> _Work to complete_:
"impl<D: SearchDomain +" appears in one line of the records below. Output that line and each one after it, exactly, through the last line.
Record set Block Start
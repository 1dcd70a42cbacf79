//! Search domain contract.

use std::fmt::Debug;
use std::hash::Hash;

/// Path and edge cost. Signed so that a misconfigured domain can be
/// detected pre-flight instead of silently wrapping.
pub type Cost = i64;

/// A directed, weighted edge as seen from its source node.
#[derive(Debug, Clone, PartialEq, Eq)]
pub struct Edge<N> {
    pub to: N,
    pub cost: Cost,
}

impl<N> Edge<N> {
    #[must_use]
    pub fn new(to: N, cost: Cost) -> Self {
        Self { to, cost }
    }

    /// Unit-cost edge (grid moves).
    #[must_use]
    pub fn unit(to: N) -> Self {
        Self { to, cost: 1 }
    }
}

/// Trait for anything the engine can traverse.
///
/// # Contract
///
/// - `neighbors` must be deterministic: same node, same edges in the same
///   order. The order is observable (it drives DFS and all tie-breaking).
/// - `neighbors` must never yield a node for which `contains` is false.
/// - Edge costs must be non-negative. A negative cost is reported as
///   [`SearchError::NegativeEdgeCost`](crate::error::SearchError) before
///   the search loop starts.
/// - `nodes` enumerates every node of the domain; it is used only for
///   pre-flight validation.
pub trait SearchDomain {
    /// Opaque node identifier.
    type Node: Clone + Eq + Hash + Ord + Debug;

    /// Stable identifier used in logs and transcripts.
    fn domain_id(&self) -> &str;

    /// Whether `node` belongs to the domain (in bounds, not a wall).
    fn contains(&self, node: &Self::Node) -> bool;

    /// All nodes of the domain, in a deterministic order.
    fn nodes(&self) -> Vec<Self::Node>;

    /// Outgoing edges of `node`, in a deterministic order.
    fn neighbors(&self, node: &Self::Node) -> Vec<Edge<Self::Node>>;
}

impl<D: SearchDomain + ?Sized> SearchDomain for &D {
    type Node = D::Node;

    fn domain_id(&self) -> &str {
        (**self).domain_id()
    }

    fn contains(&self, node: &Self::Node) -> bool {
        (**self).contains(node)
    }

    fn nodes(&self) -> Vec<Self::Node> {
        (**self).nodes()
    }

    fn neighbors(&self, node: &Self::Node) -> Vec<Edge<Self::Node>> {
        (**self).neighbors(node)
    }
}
Record set Block End
> _Problem solution_:
impl<D: SearchDomain + ?Sized> SearchDomain for &D {
    type Node = D::Node;

    fn domain_id(&self) -> &str {
        (**self).domain_id()
    }

    fn contains(&self, node: &Self::Node) -> bool {
        (**self).contains(node)
    }

    fn nodes(&self) -> Vec<Self::Node> {
        (**self).nodes()
    }

    fn neighbors(&self, node: &Self::Node) -> Vec<Edge<Self::Node>> {
        (**self).neighbors(node)
    }
}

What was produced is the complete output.